REQUIRED WORK:
Return only what lies between the first line of the entries and the line containing "text accumulates at", both lines included.

Stored data
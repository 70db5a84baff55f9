use std::io::{BufRead, Write};
use std::path::PathBuf;
use std::time::{Duration, Instant};

use anyhow::{Context, Result};
use clap::{Parser, Subcommand};
use mabiao_engine::{MemoryTable, TableQuery, WordQueryOptions};
use mabiao_im::{
    EngineAction, KeyEvent, Keysym, Settings, TableEngine,
};
use tracing_subscriber::{layer::SubscriberExt, util::SubscriberInitExt};

/// mabiao table input method — interactive shell and table tools.
#[derive(Parser, Debug)]
#[command(name = "mabiao")]
#[command(about = "mabiao table input method — interactive shell and table tools")]
struct Cli {
    #[command(subcommand)]
    command: Commands,
}

#[derive(Subcommand, Debug)]
enum Commands {
    /// Run the engine interactively against a table file.
    ///
    /// Typed characters are fed to the engine one key at a time; committed
    /// text accumulates at the top of the display. Line commands:
    /// `:enter`, `:esc`, `:bs`, `:code <char>`, `:reset`, `:q`.
    Run {
        /// Table file to load
        table: PathBuf,

        /// Configuration file (defaults to the user config)
        #[arg(short, long)]
        config: Option<PathBuf>,
    },

    /// Look up a key sequence in a table and print the candidates.
    Lookup {
        /// Table file to load
        table: PathBuf,

        /// Key sequence to look up
        query: String,

        /// Restrict matches to single-character phrases
        #[arg(long)]
        onechar: bool,

        /// Print candidates as JSON
        #[arg(long)]
        json: bool,
    },

    /// Print a table's metadata.
    Meta {
        /// Table file to load
        table: PathBuf,
    },
}

fn main() -> Result<()> {
    tracing_subscriber::registry()
        .with(
            tracing_subscriber::EnvFilter::try_from_default_env()
                .unwrap_or_else(|_| "mabiao=info".into()),
        )
        .with(tracing_subscriber::fmt::layer().with_writer(std::io::stderr))
        .init();

    let cli = Cli::parse();
    match cli.command {
        Commands::Run { table, config } => run(&table, config.as_deref()),
        Commands::Lookup {
            table,
            query,
            onechar,
            json,
        } => lookup(&table, &query, onechar, json),
        Commands::Meta { table } => meta(&table),
    }
}

fn load_table(path: &std::path::Path) -> Result<MemoryTable> {
    MemoryTable::load(path).with_context(|| format!("failed to load table {}", path.display()))
}

fn lookup(table: &std::path::Path, query: &str, onechar: bool, json: bool) -> Result<()> {
    let table = load_table(table)?;
    let meta = table.metadata();
    let options = WordQueryOptions {
        onechar,
        single_wildcard: meta.single_wildcard_char,
        multi_wildcard: meta.multi_wildcard_char,
        auto_wildcard: meta.auto_wildcard,
        ..WordQueryOptions::default()
    };
    let candidates = table.select_words(query, &options);
    if json {
        println!("{}", serde_json::to_string_pretty(&candidates)?);
    } else {
        for candidate in candidates {
            println!(
                "{}\t{}\t{}\t{}",
                candidate.tabkeys, candidate.phrase, candidate.freq, candidate.user_freq
            );
        }
    }
    Ok(())
}

fn meta(table: &std::path::Path) -> Result<()> {
    let table = load_table(table)?;
    let meta = table.metadata();
    println!("name:             {}", meta.name);
    println!("input chars:      {}", meta.valid_input_chars);
    println!("max key length:   {}", meta.max_key_length);
    println!(
        "wildcards:        single={:?} multi={:?}",
        meta.single_wildcard_char, meta.multi_wildcard_char
    );
    println!("pinyin:           {}", meta.supports_pinyin);
    println!(
        "policies:         auto_select={} auto_commit={} auto_wildcard={}",
        meta.auto_select, meta.auto_commit, meta.auto_wildcard
    );
    println!(
        "select keys:      {}",
        meta.select_keys.iter().collect::<String>()
    );
    Ok(())
}

/// The interactive host loop: feeds keys, applies engine actions, and runs
/// the periodic usage-sync tick.
fn run(table: &std::path::Path, config: Option<&std::path::Path>) -> Result<()> {
    let table = load_table(table)?;
    let settings = match config {
        Some(path) => Settings::load_from(path)?,
        None => Settings::load()?,
    };
    let mut engine = TableEngine::new(Box::new(table), settings);
    for (key, value) in engine.take_pending_config_writes() {
        tracing::info!(key = key.as_str(), ?value, "corrected configuration value");
    }

    let mut committed = String::new();
    let mut host = HostState::default();
    let stdin = std::io::stdin();
    let mut last_tick = Instant::now();

    println!("mabiao interactive shell — :q quits, :enter/:esc/:bs send keys");
    print_state(&committed, &host);

    for line in stdin.lock().lines() {
        let line = line?;
        match line.trim() {
            ":q" | ":quit" => break,
            ":reset" => {
                host.apply(engine.reset(), &mut committed);
            }
            ":enter" => host.apply(engine.process_key(&KeyEvent::press(Keysym::RETURN)), &mut committed),
            ":esc" => host.apply(engine.process_key(&KeyEvent::press(Keysym::ESCAPE)), &mut committed),
            ":bs" => host.apply(engine.process_key(&KeyEvent::press(Keysym::BACKSPACE)), &mut committed),
            command if command.starts_with(":code ") => {
                for ch in command.trim_start_matches(":code ").chars() {
                    let codes = engine.editor().database().find_zi_code(ch);
                    if codes.is_empty() {
                        println!("{}: no code in this table", ch);
                    } else {
                        println!("{}: {}", ch, codes.join(", "));
                    }
                }
                continue;
            }
            text => {
                for ch in text.chars() {
                    let result = engine.process_key(&KeyEvent::press(Keysym(ch as u32)));
                    if !result.consumed {
                        // Passed through untouched: the "application"
                        // receives the raw character.
                        committed.push(ch);
                    }
                    host.apply(result, &mut committed);
                }
            }
        }

        // The 1 s flush timer of a real host, driven from the loop here.
        if last_tick.elapsed() >= Duration::from_secs(1) {
            engine.tick();
            last_tick = Instant::now();
        }
        print_state(&committed, &host);
    }

    host.apply(engine.reset(), &mut committed);
    println!("committed: {}", committed);
    Ok(())
}

/// Display state mirrored from engine actions.
#[derive(Default)]
struct HostState {
    preedit: String,
    caret: usize,
    aux: Option<String>,
    lookup: Option<String>,
}

impl HostState {
    fn apply(&mut self, result: mabiao_im::EngineResult, committed: &mut String) {
        for action in result.actions {
            match action {
                EngineAction::Commit(text) => committed.push_str(&text),
                EngineAction::UpdatePreedit(preedit) => {
                    self.preedit = preedit.text().to_string();
                    self.caret = preedit.caret();
                }
                EngineAction::UpdateAuxText(text) => self.aux = Some(text),
                EngineAction::HideAuxText => self.aux = None,
                EngineAction::ShowLookupTable(view) => {
                    let separator = match view.orientation {
                        mabiao_engine::Orientation::Horizontal => "  ",
                        mabiao_engine::Orientation::Vertical => "\n  ",
                    };
                    let rows: Vec<String> = view
                        .entries
                        .iter()
                        .enumerate()
                        .map(|(i, (label, candidate))| {
                            let marker = if i == view.cursor { ">" } else { " " };
                            format!("{}{}. {}", marker, label, candidate.phrase)
                        })
                        .collect();
                    self.lookup = Some(format!("page {}:{}{}",
                        view.page + 1,
                        separator,
                        rows.join(separator)
                    ));
                }
                EngineAction::HideLookupTable => self.lookup = None,
                EngineAction::WriteConfig(key, value) => {
                    tracing::info!(key = key.as_str(), ?value, "configuration updated");
                }
            }
        }
    }
}

fn print_state(committed: &str, host: &HostState) {
    let mut out = std::io::stdout().lock();
    let _ = writeln!(out, "text:    {}", committed);
    let _ = writeln!(out, "preedit: {} (caret {})", host.preedit, host.caret);
    if let Some(aux) = &host.aux {
        let _ = writeln!(out, "aux:     {}", aux);
    }
    if let Some(lookup) = &host.lookup {
        let _ = writeln!(out, "lookup:  {}", lookup);
    }
    let _ = out.flush();
}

RESULT OF THE TASK:
repository 70db5a84baff55f9
use std::io::{BufRead, Write};
use std::path::PathBuf;
use std::time::{Duration, Instant};

use anyhow::{Context, Result};
use clap::{Parser, Subcommand};
use mabiao_engine::{MemoryTable, TableQuery, WordQueryOptions};
use mabiao_im::{
    EngineAction, KeyEvent, Keysym, Settings, TableEngine,
};
use tracing_subscriber::{layer::SubscriberExt, util::SubscriberInitExt};

/// mabiao table input method — interactive shell and table tools.
#[derive(Parser, Debug)]
#[command(name = "mabiao")]
#[command(about = "mabiao table input method — interactive shell and table tools")]
struct Cli {
    #[command(subcommand)]
    command: Commands,
}

#[derive(Subcommand, Debug)]
enum Commands {
    /// Run the engine interactively against a table file.
    ///
    /// Typed characters are fed to the engine one key at a time; committed
    /// text accumulates at the top of the display. Line commands:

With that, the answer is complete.